Promises, future visions, expectations, imaginaries, are not merely accompanying, they are also shaping modern science and technology. They support scientific enthusiasm and stimulate competition, raise financial resources, and orient research funds. In particular emerging science and technology rely on the production and circulation of promises, since they apply to competitive funds. As a result, since the start of big national programs on biotechnology, nanotechnology, brain research, personalised medicine, synthetic biology, etc., a regime of techno-scientific promises came to stabilize and dominate the whole system of research. Future visions, stories, and technological promises have been increasingly forged and brought to public attention. This economy of promises is steering speculative bubbles ; it induces misunderstandings about expectations and temporality ; it is adding pressure on researchers and tensions in science ; and it is questioning the governance of research and of sociotechnical change.
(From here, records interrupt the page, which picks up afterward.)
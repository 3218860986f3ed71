//! Parameter morphing: user controls to smoothed physical parameters.
//!
//! Two layers:
//! - [`MorphMap`] (control domain): a single 0..1 "morph" scalar picks or
//!   interpolates named presets, each a `(tension, damping, excitation,
//!   material)` tuple plus a preferred excitation mode and trigger cadence.
//! - [`MorphEngine`] (render domain): one [`Smoother`] per parameter so every
//!   target change is approached exponentially, never jumped to.

use serde::{Deserialize, Serialize};

use crate::config::InitialParams;
use crate::phrase::{ExcitationRef, Phrase, PhraseEvent};

use super::exciter::ExciterMode;
use super::smoother::Smoother;
use super::string::{damping_to_feedback, tension_to_alpha};

/// The four semantic parameters, each in [0, 1].
#[derive(Debug, Clone, Copy, PartialEq, Serialize, Deserialize)]
pub struct MorphTargets {
    pub tension: f64,
    pub damping: f64,
    pub excitation: f64,
    pub material: f64,
}

impl MorphTargets {
    fn lerp(a: &MorphTargets, b: &MorphTargets, t: f64) -> MorphTargets {
        let mix = |x: f64, y: f64| x + (y - x) * t;
        MorphTargets {
            tension: mix(a.tension, b.tension),
            damping: mix(a.damping, b.damping),
            excitation: mix(a.excitation, b.excitation),
            material: mix(a.material, b.material),
        }
    }
}

/// A named point on the morph axis.
#[derive(Debug, Clone, PartialEq, Serialize, Deserialize)]
pub struct MorphPreset {
    pub name: String,
    /// Where on the 0..1 morph axis this preset sits.
    pub position: f64,
    pub targets: MorphTargets,
    pub mode: ExciterMode,
    /// Seconds between automatic triggers when this preset drives the scheduler.
    pub cadence_seconds: f64,
}

/// How the morph scalar moves between presets.
#[derive(Debug, Clone, Copy, PartialEq, Eq, Serialize, Deserialize)]
#[serde(rename_all = "lowercase")]
pub enum MorphStrategy {
    /// Switch to the nearest preset at the midpoint between neighbours.
    Snap,
    /// Linearly interpolate neighbouring presets.
    Interpolate,
}

/// Ordered preset table.
#[derive(Debug, Clone, PartialEq, Serialize, Deserialize)]
pub struct MorphMap {
    presets: Vec<MorphPreset>,
    pub strategy: MorphStrategy,
}

impl Default for MorphMap {
    fn default() -> Self {
        MorphMap::new(
            vec![
                MorphPreset {
                    name: "muted percussive".to_string(),
                    position: 0.0,
                    targets: MorphTargets { tension: 0.3, damping: 0.9, excitation: 0.6, material: 0.2 },
                    mode: ExciterMode::Percussive,
                    cadence_seconds: 0.6,
                },
                MorphPreset {
                    name: "resonant metallic".to_string(),
                    position: 0.5,
                    targets: MorphTargets { tension: 0.9, damping: 0.2, excitation: 0.7, material: 0.8 },
                    mode: ExciterMode::Pulse,
                    cadence_seconds: 1.2,
                },
                MorphPreset {
                    name: "bowed sustained".to_string(),
                    position: 1.0,
                    targets: MorphTargets { tension: 0.6, damping: 0.4, excitation: 0.5, material: 0.6 },
                    mode: ExciterMode::Bow,
                    cadence_seconds: 4.0,
                },
            ],
            MorphStrategy::Interpolate,
        )
    }
}

impl MorphMap {
    /// Build a map; presets are sorted by position. An empty list falls back
    /// to the defaults.
    pub fn new(mut presets: Vec<MorphPreset>, strategy: MorphStrategy) -> Self {
        if presets.is_empty() {
            return MorphMap {
                strategy,
                ..MorphMap::default()
            };
        }
        presets.sort_by(|a, b| a.position.total_cmp(&b.position));
        MorphMap { presets, strategy }
    }

    pub fn presets(&self) -> &[MorphPreset] {
        &self.presets
    }

    /// Neighbouring presets around `morph` and the blend between them.
    fn bracket(&self, morph: f64) -> (&MorphPreset, &MorphPreset, f64) {
        let m = if morph.is_finite() { morph.clamp(0.0, 1.0) } else { 0.0 };
        let first = &self.presets[0];
        let last = &self.presets[self.presets.len() - 1];
        if m <= first.position {
            return (first, first, 0.0);
        }
        if m >= last.position {
            return (last, last, 0.0);
        }
        for pair in self.presets.windows(2) {
            let (a, b) = (&pair[0], &pair[1]);
            if m >= a.position && m <= b.position {
                let span = b.position - a.position;
                let t = if span > 0.0 { (m - a.position) / span } else { 0.0 };
                return (a, b, t);
            }
        }
        (last, last, 0.0)
    }

    /// The preset nearest to `morph`.
    pub fn preset_at(&self, morph: f64) -> &MorphPreset {
        let (a, b, t) = self.bracket(morph);
        if t < 0.5 { a } else { b }
    }

    /// Target parameters for a morph position under the map's strategy.
    pub fn resolve(&self, morph: f64) -> MorphTargets {
        match self.strategy {
            MorphStrategy::Snap => self.preset_at(morph).targets,
            MorphStrategy::Interpolate => {
                let (a, b, t) = self.bracket(morph);
                MorphTargets::lerp(&a.targets, &b.targets, t)
            }
        }
    }

    /// Excitation mode appropriate for this region of the morph axis.
    pub fn mode_at(&self, morph: f64) -> ExciterMode {
        self.preset_at(morph).mode
    }

    /// Trigger cadence in seconds (always interpolated so tempo glides).
    pub fn cadence_at(&self, morph: f64) -> f64 {
        let (a, b, t) = self.bracket(morph);
        a.cadence_seconds + (b.cadence_seconds - a.cadence_seconds) * t
    }

    /// A one-event self-looping phrase that plucks at the region's cadence.
    pub fn auto_phrase(&self, id: u32, morph: f64) -> Phrase {
        Phrase {
            id,
            base_period_seconds: self.cadence_at(morph).max(1e-3),
            events: vec![PhraseEvent {
                offset_seconds: 0.0,
                excitation: ExcitationRef {
                    mode: Some(self.mode_at(morph)),
                    intensity: 1.0,
                    pitch: None,
                },
            }],
        }
    }
}

/// Physical parameters handed to the voice, exciter and body each sample.
#[derive(Debug, Clone, Copy)]
pub struct PhysicalParams {
    pub alpha: f64,
    pub feedback: f64,
    pub excitation: f64,
    pub material: f64,
    pub frequency: f64,
    pub detune: f64,
    pub decay: f64,
}

/// Smoothed parameter state living in the render domain.
#[derive(Debug, Clone)]
pub struct MorphEngine {
    pub tension: Smoother,
    pub damping: Smoother,
    pub excitation: Smoother,
    pub material: Smoother,
    pub frequency: Smoother,
    pub detune: Smoother,
    pub decay: Smoother,
}

impl MorphEngine {
    pub fn new(initial: &InitialParams, tau: f64, sample_rate: f64) -> Self {
        let s = |v: f64| Smoother::new(v, tau, sample_rate);
        MorphEngine {
            tension: s(initial.tension),
            damping: s(initial.damping),
            excitation: s(initial.excitation),
            material: s(initial.material),
            frequency: s(initial.frequency),
            detune: s(initial.detune),
            decay: s(initial.decay),
        }
    }

    pub fn set_targets(&mut self, targets: &MorphTargets) {
        self.tension.set_target(targets.tension);
        self.damping.set_target(targets.damping);
        self.excitation.set_target(targets.excitation);
        self.material.set_target(targets.material);
    }

    /// Advance every smoother one step and derive the physical parameters.
    #[inline]
    pub fn next(&mut self) -> PhysicalParams {
        PhysicalParams {
            alpha: tension_to_alpha(self.tension.next()),
            feedback: damping_to_feedback(self.damping.next()),
            excitation: self.excitation.next(),
            material: self.material.next(),
            frequency: self.frequency.next(),
            detune: self.detune.next(),
            decay: self.decay.next(),
        }
    }
}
This track invites papers examining the regime of promising in various emerging science and technology, looking at rules and practices in current domains, dealing with issues of performance and of credibility, as well as papers about organizations, discourses and practices of the regime of promises, papers comparing it across countries and technoscientific domains. In this track we want to critically analyse the regime of techno-scientific promises, to analyse how it evolves over time, as well as papers about the critics and the alternatives. It aims at fostering discussion about the issues and consequences of the regime of promising for the research system as well as for society.